COVID-19: Senate Updates Coronavirus Aid, Relief, and Economic Security (CARES) Act

Full summary available here.

On March 25, 2020, the Senate released an updated version of the Coronavirus Aid, Relief, and Economic Security (CARES) Act – a package of bills intended to strengthen the federal government and health care system’s response to COVID-19, as well as provide economic relief to individuals and businesses. The House is expected to take up the package, though the timing of a vote is unclear.

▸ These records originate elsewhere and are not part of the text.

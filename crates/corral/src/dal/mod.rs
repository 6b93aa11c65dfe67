/*
 *  Copyright 2025-2026 Corral Maintainers
 *
 *  Licensed under the Apache License, Version 2.0 (the "License");
 *  you may not use this file except in compliance with the License.
 *  You may obtain a copy of the License at
 *
 *      http://www.apache.org/licenses/LICENSE-2.0
 *
 *  Unless required by applicable law or agreed to in writing, software
 *  distributed under the License is distributed on an "AS IS" BASIS,
 *  WITHOUT WARRANTIES OR CONDITIONS OF ANY KIND, either express or implied.
 *  See the License for the specific language governing permissions and
 *  limitations under the License.
 */

//! Data access layer.
//!
//! `DAL` wraps the shared [`Database`] and hands out short-lived accessors
//! per entity, e.g. `dal.job().create(..)`. Every accessor checks a
//! connection out of the pool, runs its statements inside `interact` and
//! returns it before the method returns, so accessors never hold a
//! connection across an await on another accessor.

pub mod instance;
pub mod job;
pub mod models;
pub mod network;

pub use instance::InstanceDAL;
pub use job::JobDAL;
pub use network::{NetworkDAL, NetworkDeletion};

use crate::database::Database;

#[derive(Clone, Debug)]
pub struct DAL {
    pub(crate) database: Database,
}

impl DAL {
    pub fn new(database: Database) -> Self {
        Self { database }
    }

    pub fn database(&self) -> &Database {
        &self.database
    }

    pub fn job(&self) -> JobDAL<'_> {
        JobDAL::new(self)
    }

    pub fn instance(&self) -> InstanceDAL<'_> {
        InstanceDAL::new(self)
    }

    pub fn network(&self) -> NetworkDAL<'_> {
        NetworkDAL::new(self)
    }
}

Snapshot – Senate package includes:

  • A $340 billion “surge” in emergency funding to support the U.S. response to COVID-19 (Division B);
  • Measures to address supply shortages of medical products, prescription drugs, and medical devices (Title III, Subtitle A, Part I);
  • Provisions that would require private payers to cover certain COVID-19 diagnostic tests (Title III, Subtitle A, Part II)
  • Support for health care providers, including grant funding (Title III, Subtitle A, Part II);
  • Changes to the Health Insurance Portability and Accountability Act (HIPAA) rules, which would allow a covered entity to share a patient’s records relating substance use disorder for the purposes of treatment, payment, and health care operations after consent is given (Title III, Subtitle A, Part II);
  • Additional flexibilities to Medicare telehealth requirements (Title III, Subtitle D);
  • Limitations on paid leave (Title III, Subtitle C); and
  • Provisions to provide economic relief to business through tax credits and loans (Title II)

Of note, the inclusion of several “health care extenders” that would reauthorize certain Medicare, Medicaid, and public health programs through Nov. 30, 2020 (which were originally set to expire on May 22, 2020) would likely postpone congressional action on surprise medical billing and prescription drug pricing to the end of the year.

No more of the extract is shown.